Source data

»»

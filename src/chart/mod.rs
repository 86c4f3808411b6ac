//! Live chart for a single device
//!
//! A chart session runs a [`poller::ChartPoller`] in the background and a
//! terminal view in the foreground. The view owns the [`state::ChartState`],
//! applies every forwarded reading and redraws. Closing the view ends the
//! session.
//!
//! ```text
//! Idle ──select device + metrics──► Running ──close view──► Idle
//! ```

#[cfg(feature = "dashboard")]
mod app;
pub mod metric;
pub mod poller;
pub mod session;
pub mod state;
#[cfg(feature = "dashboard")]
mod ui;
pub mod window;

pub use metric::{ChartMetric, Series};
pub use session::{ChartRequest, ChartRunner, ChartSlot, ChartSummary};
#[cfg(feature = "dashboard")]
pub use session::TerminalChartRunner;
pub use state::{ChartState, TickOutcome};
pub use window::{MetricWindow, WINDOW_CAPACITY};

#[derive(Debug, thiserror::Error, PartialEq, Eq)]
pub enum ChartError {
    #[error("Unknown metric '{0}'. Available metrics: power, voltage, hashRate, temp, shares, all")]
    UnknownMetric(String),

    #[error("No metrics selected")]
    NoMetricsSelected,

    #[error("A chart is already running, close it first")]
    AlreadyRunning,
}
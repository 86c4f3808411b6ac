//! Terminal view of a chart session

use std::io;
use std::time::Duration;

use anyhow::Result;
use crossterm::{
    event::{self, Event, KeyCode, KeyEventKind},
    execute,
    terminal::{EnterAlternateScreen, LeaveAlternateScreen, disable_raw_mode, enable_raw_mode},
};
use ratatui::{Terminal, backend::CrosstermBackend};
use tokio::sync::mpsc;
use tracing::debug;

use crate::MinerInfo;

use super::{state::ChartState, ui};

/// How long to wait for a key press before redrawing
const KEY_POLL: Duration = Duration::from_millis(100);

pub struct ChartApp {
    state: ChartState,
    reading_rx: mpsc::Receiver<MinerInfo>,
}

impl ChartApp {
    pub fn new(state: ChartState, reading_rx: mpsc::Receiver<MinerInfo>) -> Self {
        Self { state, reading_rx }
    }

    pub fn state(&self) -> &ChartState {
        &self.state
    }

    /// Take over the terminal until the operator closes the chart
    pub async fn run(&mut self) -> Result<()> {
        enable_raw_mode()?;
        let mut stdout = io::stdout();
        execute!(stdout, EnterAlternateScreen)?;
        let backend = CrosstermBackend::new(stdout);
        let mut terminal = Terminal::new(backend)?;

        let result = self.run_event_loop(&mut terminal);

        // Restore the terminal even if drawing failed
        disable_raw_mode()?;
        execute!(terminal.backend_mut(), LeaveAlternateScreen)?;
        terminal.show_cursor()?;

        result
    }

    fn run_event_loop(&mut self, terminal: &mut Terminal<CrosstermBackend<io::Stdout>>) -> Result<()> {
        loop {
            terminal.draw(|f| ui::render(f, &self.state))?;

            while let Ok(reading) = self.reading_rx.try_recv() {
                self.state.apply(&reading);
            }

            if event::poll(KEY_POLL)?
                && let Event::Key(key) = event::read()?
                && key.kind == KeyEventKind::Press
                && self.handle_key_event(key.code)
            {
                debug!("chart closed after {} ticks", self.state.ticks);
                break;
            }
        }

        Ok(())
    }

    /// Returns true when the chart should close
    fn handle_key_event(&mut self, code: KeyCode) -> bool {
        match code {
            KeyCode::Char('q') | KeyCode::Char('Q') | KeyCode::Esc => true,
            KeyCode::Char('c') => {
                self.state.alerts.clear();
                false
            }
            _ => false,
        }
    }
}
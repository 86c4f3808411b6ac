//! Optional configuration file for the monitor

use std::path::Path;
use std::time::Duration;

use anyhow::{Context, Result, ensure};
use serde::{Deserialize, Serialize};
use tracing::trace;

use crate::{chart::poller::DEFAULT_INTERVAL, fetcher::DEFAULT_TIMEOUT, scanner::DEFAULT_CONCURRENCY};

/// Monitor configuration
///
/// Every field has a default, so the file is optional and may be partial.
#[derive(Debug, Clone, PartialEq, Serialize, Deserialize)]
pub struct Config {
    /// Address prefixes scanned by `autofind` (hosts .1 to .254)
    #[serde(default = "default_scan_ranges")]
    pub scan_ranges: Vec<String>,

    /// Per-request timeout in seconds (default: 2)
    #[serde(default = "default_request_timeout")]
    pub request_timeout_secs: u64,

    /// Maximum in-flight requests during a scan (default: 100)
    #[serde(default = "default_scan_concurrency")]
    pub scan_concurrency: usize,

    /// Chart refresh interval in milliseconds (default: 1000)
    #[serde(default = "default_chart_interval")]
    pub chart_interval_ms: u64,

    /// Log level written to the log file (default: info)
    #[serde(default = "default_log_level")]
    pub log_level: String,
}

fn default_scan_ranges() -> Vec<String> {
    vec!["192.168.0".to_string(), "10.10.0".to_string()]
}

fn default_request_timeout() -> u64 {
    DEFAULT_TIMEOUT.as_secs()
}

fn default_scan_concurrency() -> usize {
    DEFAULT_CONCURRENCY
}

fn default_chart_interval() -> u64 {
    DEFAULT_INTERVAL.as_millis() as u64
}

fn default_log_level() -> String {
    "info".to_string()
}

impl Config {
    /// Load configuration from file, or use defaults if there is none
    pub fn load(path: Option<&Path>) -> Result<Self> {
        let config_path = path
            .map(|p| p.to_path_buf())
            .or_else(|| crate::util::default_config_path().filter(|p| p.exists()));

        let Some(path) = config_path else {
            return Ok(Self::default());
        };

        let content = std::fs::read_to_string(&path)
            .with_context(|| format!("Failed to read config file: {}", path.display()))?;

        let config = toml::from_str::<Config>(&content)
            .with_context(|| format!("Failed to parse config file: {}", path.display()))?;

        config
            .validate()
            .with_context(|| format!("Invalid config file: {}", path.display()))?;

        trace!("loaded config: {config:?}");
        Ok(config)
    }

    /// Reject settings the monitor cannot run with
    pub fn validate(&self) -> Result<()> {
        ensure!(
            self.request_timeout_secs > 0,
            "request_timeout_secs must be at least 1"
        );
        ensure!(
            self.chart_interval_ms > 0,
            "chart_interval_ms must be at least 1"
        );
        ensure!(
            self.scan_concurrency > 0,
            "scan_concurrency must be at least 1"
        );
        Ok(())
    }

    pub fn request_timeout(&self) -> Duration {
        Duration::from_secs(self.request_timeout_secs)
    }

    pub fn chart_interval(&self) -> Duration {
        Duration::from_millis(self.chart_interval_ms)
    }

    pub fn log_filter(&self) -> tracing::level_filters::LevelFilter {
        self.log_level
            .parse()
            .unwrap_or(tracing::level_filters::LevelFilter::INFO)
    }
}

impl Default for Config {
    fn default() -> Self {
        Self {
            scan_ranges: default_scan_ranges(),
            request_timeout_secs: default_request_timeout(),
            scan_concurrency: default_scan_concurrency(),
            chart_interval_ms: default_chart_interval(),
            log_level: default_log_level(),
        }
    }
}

««

→ **Try it**
Transcribe each line of the data exactly, skipping none.

→ **Exercise output**
filename src/chart/mod.rs
repository 86c4f3808411b6ac
//! Live chart for a single device
//!
//! A chart session runs a [`poller::ChartPoller`] in the background and a
//! terminal view in the foreground. The view owns the [`state::ChartState`],
//! applies every forwarded reading and redraws. Closing the view ends the
//! session.
//!
//! ```text
//! Idle ──select device + metrics──► Running ──close view──► Idle
//! ```

#[cfg(feature = "dashboard")]
mod app;
pub mod metric;
pub mod poller;
pub mod session;
pub mod state;
#[cfg(feature = "dashboard")]
mod ui;
pub mod window;

pub use metric::{ChartMetric, Series};
pub use session::{ChartRequest, ChartRunner, ChartSlot, ChartSummary};
#[cfg(feature = "dashboard")]
pub use session::TerminalChartRunner;
pub use state::{ChartState, TickOutcome};
pub use window::{MetricWindow, WINDOW_CAPACITY};

#[derive(Debug, thiserror::Error, PartialEq, Eq)]
pub enum ChartError {
    #[error("Unknown metric '{0}'. Available metrics: power, voltage, hashRate, temp, shares, all")]
    UnknownMetric(String),

    #[error("No metrics selected")]
    NoMetricsSelected,

    #[error("A chart is already running, close it first")]
    AlreadyRunning,
}
repository 86c4f3808411b6ac
//! Terminal view of a chart session

use std::io;
use std::time::Duration;

use anyhow::Result;
use crossterm::{
    event::{self, Event, KeyCode, KeyEventKind},
    execute,
    terminal::{EnterAlternateScreen, LeaveAlternateScreen, disable_raw_mode, enable_raw_mode},
};
use ratatui::{Terminal, backend::CrosstermBackend};
use tokio::sync::mpsc;
use tracing::debug;

use crate::MinerInfo;

use super::{state::ChartState, ui};

/// How long to wait for a key press before redrawing
const KEY_POLL: Duration = Duration::from_millis(100);

pub struct ChartApp {
    state: ChartState,
    reading_rx: mpsc::Receiver<MinerInfo>,
}

impl ChartApp {
    pub fn new(state: ChartState, reading_rx: mpsc::Receiver<MinerInfo>) -> Self {
        Self { state, reading_rx }
    }

    pub fn state(&self) -> &ChartState {
        &self.state
    }

    /// Take over the terminal until the operator closes the chart
    pub async fn run(&mut self) -> Result<()> {
        enable_raw_mode()?;
        let mut stdout = io::stdout();
        execute!(stdout, EnterAlternateScreen)?;
        let backend = CrosstermBackend::new(stdout);
        let mut terminal = Terminal::new(backend)?;

        let result = self.run_event_loop(&mut terminal);

        // Restore the terminal even if drawing failed
        disable_raw_mode()?;
        execute!(terminal.backend_mut(), LeaveAlternateScreen)?;
        terminal.show_cursor()?;

        result
    }

    fn run_event_loop(&mut self, terminal: &mut Terminal<CrosstermBackend<io::Stdout>>) -> Result<()> {
        loop {
            terminal.draw(|f| ui::render(f, &self.state))?;

            while let Ok(reading) = self.reading_rx.try_recv() {
                self.state.apply(&reading);
            }

            if event::poll(KEY_POLL)?
                && let Event::Key(key) = event::read()?
                && key.kind == KeyEventKind::Press
                && self.handle_key_event(key.code)
            {
                debug!("chart closed after {} ticks", self.state.ticks);
                break;
            }
        }

        Ok(())
    }

    /// Returns true when the chart should close
    fn handle_key_event(&mut self, code: KeyCode) -> bool {
        match code {
            KeyCode::Char('q') | KeyCode::Char('Q') | KeyCode::Esc => true,
            KeyCode::Char('c') => {
                self.state.alerts.clear();
                false
            }
            _ => false,
        }
    }
}
repository 86c4f3808411b6ac
//! Optional configuration file for the monitor

use std::path::Path;
use std::time::Duration;

use anyhow::{Context, Result, ensure};
use serde::{Deserialize, Serialize};
use tracing::trace;

use crate::{chart::poller::DEFAULT_INTERVAL, fetcher::DEFAULT_TIMEOUT, scanner::DEFAULT_CONCURRENCY};

/// Monitor configuration
///
/// Every field has a default, so the file is optional and may be partial.
#[derive(Debug, Clone, PartialEq, Serialize, Deserialize)]
pub struct Config {
    /// Address prefixes scanned by `autofind` (hosts .1 to .254)
    #[serde(default = "default_scan_ranges")]
    pub scan_ranges: Vec<String>,

    /// Per-request timeout in seconds (default: 2)
    #[serde(default = "default_request_timeout")]
    pub request_timeout_secs: u64,

    /// Maximum in-flight requests during a scan (default: 100)
    #[serde(default = "default_scan_concurrency")]
    pub scan_concurrency: usize,

    /// Chart refresh interval in milliseconds (default: 1000)
    #[serde(default = "default_chart_interval")]
    pub chart_interval_ms: u64,

    /// Log level written to the log file (default: info)
    #[serde(default = "default_log_level")]
    pub log_level: String,
}

fn default_scan_ranges() -> Vec<String> {
    vec!["192.168.0".to_string(), "10.10.0".to_string()]
}

fn default_request_timeout() -> u64 {
    DEFAULT_TIMEOUT.as_secs()
}

fn default_scan_concurrency() -> usize {
    DEFAULT_CONCURRENCY
}

fn default_chart_interval() -> u64 {
    DEFAULT_INTERVAL.as_millis() as u64
}

fn default_log_level() -> String {
    "info".to_string()
}

impl Config {
    /// Load configuration from file, or use defaults if there is none
    pub fn load(path: Option<&Path>) -> Result<Self> {
        let config_path = path
            .map(|p| p.to_path_buf())
            .or_else(|| crate::util::default_config_path().filter(|p| p.exists()));

        let Some(path) = config_path else {
            return Ok(Self::default());
        };

        let content = std::fs::read_to_string(&path)
            .with_context(|| format!("Failed to read config file: {}", path.display()))?;

        let config = toml::from_str::<Config>(&content)
            .with_context(|| format!("Failed to parse config file: {}", path.display()))?;

        config
            .validate()
            .with_context(|| format!("Invalid config file: {}", path.display()))?;

        trace!("loaded config: {config:?}");
        Ok(config)
    }

    /// Reject settings the monitor cannot run with
    pub fn validate(&self) -> Result<()> {
        ensure!(
            self.request_timeout_secs > 0,
            "request_timeout_secs must be at least 1"
        );
        ensure!(
            self.chart_interval_ms > 0,
            "chart_interval_ms must be at least 1"
        );
        ensure!(
            self.scan_concurrency > 0,
            "scan_concurrency must be at least 1"
        );
        Ok(())
    }

    pub fn request_timeout(&self) -> Duration {
        Duration::from_secs(self.request_timeout_secs)
    }

    pub fn chart_interval(&self) -> Duration {
        Duration::from_millis(self.chart_interval_ms)
    }

    pub fn log_filter(&self) -> tracing::level_filters::LevelFilter {
        self.log_level
            .parse()
            .unwrap_or(tracing::level_filters::LevelFilter::INFO)
    }
}

impl Default for Config {
    fn default() -> Self {
        Self {
            scan_ranges: default_scan_ranges(),
            request_timeout_secs: default_request_timeout(),
            scan_concurrency: default_scan_concurrency(),
            chart_interval_ms: default_chart_interval(),
            log_level: default_log_level(),
        }
    }
}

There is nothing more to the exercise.